**Stored data entries**
□ □ □ □

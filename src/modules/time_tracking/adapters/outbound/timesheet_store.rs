use crate::modules::time_tracking::core::timesheet_entry::TimesheetEntry;
use async_trait::async_trait;
use thiserror::Error;

#[derive(Debug, Clone, Error, PartialEq, Eq)]
pub enum TimesheetStoreError {
    /// The storage answered but refused the entry (validation, permissions).
    #[error("timesheet entry rejected: {0}")]
    Rejected(String),

    #[error("backend error: {0}")]
    Backend(String),
}

/// Outbound port towards the time-entry storage collaborator.
#[async_trait]
pub trait TimesheetStore: Send + Sync {
    async fn create_timesheet_entry(&self, entry: &TimesheetEntry)
    -> Result<(), TimesheetStoreError>;
}
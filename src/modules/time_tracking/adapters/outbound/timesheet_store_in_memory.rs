// In memory timesheet storage for tests and local development.

use crate::modules::time_tracking::adapters::outbound::timesheet_store::{
    TimesheetStore, TimesheetStoreError,
};
use crate::modules::time_tracking::core::timesheet_entry::TimesheetEntry;
use crate::modules::time_tracking::use_cases::list_timesheet_entries::queries_port::{
    TimesheetEntryView, TimesheetQueries,
};
use std::sync::atomic::{AtomicBool, AtomicUsize, Ordering};
use tokio::sync::RwLock;
use uuid::Uuid;

#[derive(Default)]
pub struct InMemoryTimesheetStore {
    rows: RwLock<Vec<TimesheetEntryView>>,
    is_offline: AtomicBool,
    create_calls: AtomicUsize,
}

impl InMemoryTimesheetStore {
    pub fn new() -> Self {
        Self::default()
    }

    pub fn toggle_offline(&self) {
        self.is_offline.fetch_xor(true, Ordering::SeqCst);
    }

    /// Number of create attempts, including failed ones.
    pub fn create_calls(&self) -> usize {
        self.create_calls.load(Ordering::SeqCst)
    }

    pub async fn len(&self) -> usize {
        self.rows.read().await.len()
    }

    pub async fn is_empty(&self) -> bool {
        self.rows.read().await.is_empty()
    }
}

#[async_trait::async_trait]
impl TimesheetStore for InMemoryTimesheetStore {
    async fn create_timesheet_entry(
        &self,
        entry: &TimesheetEntry,
    ) -> Result<(), TimesheetStoreError> {
        self.create_calls.fetch_add(1, Ordering::SeqCst);
        if self.is_offline.load(Ordering::SeqCst) {
            return Err(TimesheetStoreError::Backend("Timesheet store offline".into()));
        }
        if entry.hours <= 0.0 {
            return Err(TimesheetStoreError::Rejected(
                "hours must be greater than zero".into(),
            ));
        }

        let row = TimesheetEntryView {
            id: Uuid::now_v7().to_string(),
            user_id: entry.user_id.clone(),
            project_id: entry.project_id.clone(),
            task_id: entry.task_id.clone(),
            date: entry.date,
            hours: entry.hours,
            description: entry.description.clone(),
        };
        self.rows.write().await.push(row);
        Ok(())
    }
}

#[async_trait::async_trait]
impl TimesheetQueries for InMemoryTimesheetStore {
    async fn list_by_user_id(
        &self,
        user_id: &str,
        offset: u64,
        limit: u64,
        sort_by_date_desc: bool,
    ) -> anyhow::Result<Vec<TimesheetEntryView>> {
        if self.is_offline.load(Ordering::SeqCst) {
            return Err(anyhow::anyhow!("Timesheet store offline"));
        }

        let guard = self.rows.read().await;
        let mut items: Vec<TimesheetEntryView> = guard
            .iter()
            .filter(|row| row.user_id == user_id)
            .cloned()
            .collect();

        // Stable sort: same-day rows keep insertion order.
        items.sort_by_key(|row| row.date);
        if sort_by_date_desc {
            items.reverse();
        }

        Ok(items
            .into_iter()
            .skip(offset as usize)
            .take(limit as usize)
            .collect())
    }
}
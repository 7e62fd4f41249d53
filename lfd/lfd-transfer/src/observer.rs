//! Checkpoint callbacks for visualization and logging.

use crate::{Registration, SolveStatus, TransferOutcome};
use nalgebra::{Point3, Vector3};

/// State of the decomposition loop after one iteration.
#[derive(Debug, Clone, Copy)]
pub struct IterationReport<'a> {
    /// Zero-based iteration index.
    pub iteration: usize,
    /// Sum of absolute trajectory-vs-warp differences.
    pub discrepancy: f64,
    /// Warp objective after the refit.
    pub warp_objective: f64,
    /// Status of this iteration's solve.
    pub solve_status: SolveStatus,
    /// Demonstration contacts under the refitted warp.
    pub warped_points: &'a [Point3<f64>],
    /// Contacts reached by the trajectory.
    pub achieved_points: &'a [Point3<f64>],
    /// Dual variables after the ascent step.
    pub lambdas: &'a [Vector3<f64>],
}

/// Receives transfer checkpoints. Every method defaults to doing nothing.
pub trait TransferObserver {
    /// Called once registration has produced a warp.
    fn on_registration(&mut self, _registration: &Registration) {}

    /// Called after every decomposition iteration.
    fn on_iteration(&mut self, _report: &IterationReport<'_>) {}

    /// Called with the final outcome.
    fn on_finished(&mut self, _outcome: &TransferOutcome) {}
}

/// Observer that ignores every checkpoint.
#[derive(Debug, Clone, Copy, Default)]
pub struct NoopObserver;

impl TransferObserver for NoopObserver {}
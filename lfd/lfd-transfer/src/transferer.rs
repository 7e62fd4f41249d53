//! Trajectory transferers: turn a registration into a robot trajectory.

use crate::prepare::single_shot;
use crate::{
    Kinematics, Registration, RegistrationKind, TrajectoryOptimizer, TrajectorySolver,
    TransferOutcome, TransferParams, TransferResult,
};
use lfd_types::Demonstration;
use std::sync::Arc;
use tracing::info;

/// Kinematics and solver of a transferer that works with contact points.
#[derive(Clone)]
pub struct ContactBackend {
    /// Robot kinematics.
    pub kinematics: Arc<dyn Kinematics>,
    /// Trajectory solver.
    pub solver: Arc<dyn TrajectorySolver>,
}

impl std::fmt::Debug for ContactBackend {
    fn fmt(&self, f: &mut std::fmt::Formatter<'_>) -> std::fmt::Result {
        f.debug_struct("ContactBackend").finish_non_exhaustive()
    }
}

/// Produces a trajectory for a demonstration given its registration.
pub trait TrajectoryTransferer: Send + Sync {
    /// Whether this transferer can consume registrations of `kind`.
    fn supports_registration(&self, kind: RegistrationKind) -> bool;

    /// Contact-point machinery, if the transferer follows finger contacts.
    fn contact_backend(&self) -> Option<ContactBackend>;

    /// Transfers `demo` using `registration`.
    ///
    /// # Errors
    ///
    /// Returns an error if the demonstration is unusable or the solver fails.
    fn transfer(
        &self,
        registration: &Registration,
        demo: &Demonstration,
    ) -> TransferResult<TransferOutcome>;
}

/// Follows the warped finger contact points of the demonstration with one
/// trajectory solve.
///
/// Accepts any registration kind, since only the fitted warp is used.
#[derive(Debug, Clone)]
pub struct FingerTrajectoryTransferer {
    optimizer: TrajectoryOptimizer,
    backend: ContactBackend,
}

impl FingerTrajectoryTransferer {
    /// Creates a transferer.
    ///
    /// # Errors
    ///
    /// Returns an error if `params` is invalid.
    pub fn new(
        kinematics: Arc<dyn Kinematics>,
        solver: Arc<dyn TrajectorySolver>,
        params: TransferParams,
    ) -> TransferResult<Self> {
        let backend = ContactBackend {
            kinematics: Arc::clone(&kinematics),
            solver: Arc::clone(&solver),
        };
        Ok(Self {
            optimizer: TrajectoryOptimizer::new(kinematics, solver, params)?,
            backend,
        })
    }

    /// The underlying optimizer.
    #[must_use]
    pub const fn optimizer(&self) -> &TrajectoryOptimizer {
        &self.optimizer
    }
}

impl TrajectoryTransferer for FingerTrajectoryTransferer {
    fn supports_registration(&self, _kind: RegistrationKind) -> bool {
        true
    }

    fn contact_backend(&self) -> Option<ContactBackend> {
        Some(self.backend.clone())
    }

    fn transfer(
        &self,
        registration: &Registration,
        demo: &Demonstration,
    ) -> TransferResult<TransferOutcome> {
        let outcome = single_shot(&self.optimizer, registration, demo, None)?;
        info!(
            demo = %demo.name,
            steps = outcome.joint_trajectory.nrows(),
            converged = outcome.diagnostics.converged(),
            "finger trajectory transfer finished"
        );
        Ok(outcome)
    }
}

□ □ □ □

**TASK REQUIREMENTS**
What are the lines, exactly as written above, from the line with "and local development." to the line with "pub fn create_calls(&self)", both included? Output only those.

**OUTPUT FOR THIS EXERCISE**
// In memory timesheet storage for tests and local development.

use crate::modules::time_tracking::adapters::outbound::timesheet_store::{
    TimesheetStore, TimesheetStoreError,
};
use crate::modules::time_tracking::core::timesheet_entry::TimesheetEntry;
use crate::modules::time_tracking::use_cases::list_timesheet_entries::queries_port::{
    TimesheetEntryView, TimesheetQueries,
};
use std::sync::atomic::{AtomicBool, AtomicUsize, Ordering};
use tokio::sync::RwLock;
use uuid::Uuid;

#[derive(Default)]
pub struct InMemoryTimesheetStore {
    rows: RwLock<Vec<TimesheetEntryView>>,
    is_offline: AtomicBool,
    create_calls: AtomicUsize,
}

impl InMemoryTimesheetStore {
    pub fn new() -> Self {
        Self::default()
    }

    pub fn toggle_offline(&self) {
        self.is_offline.fetch_xor(true, Ordering::SeqCst);
    }

    /// Number of create attempts, including failed ones.
    pub fn create_calls(&self) -> usize {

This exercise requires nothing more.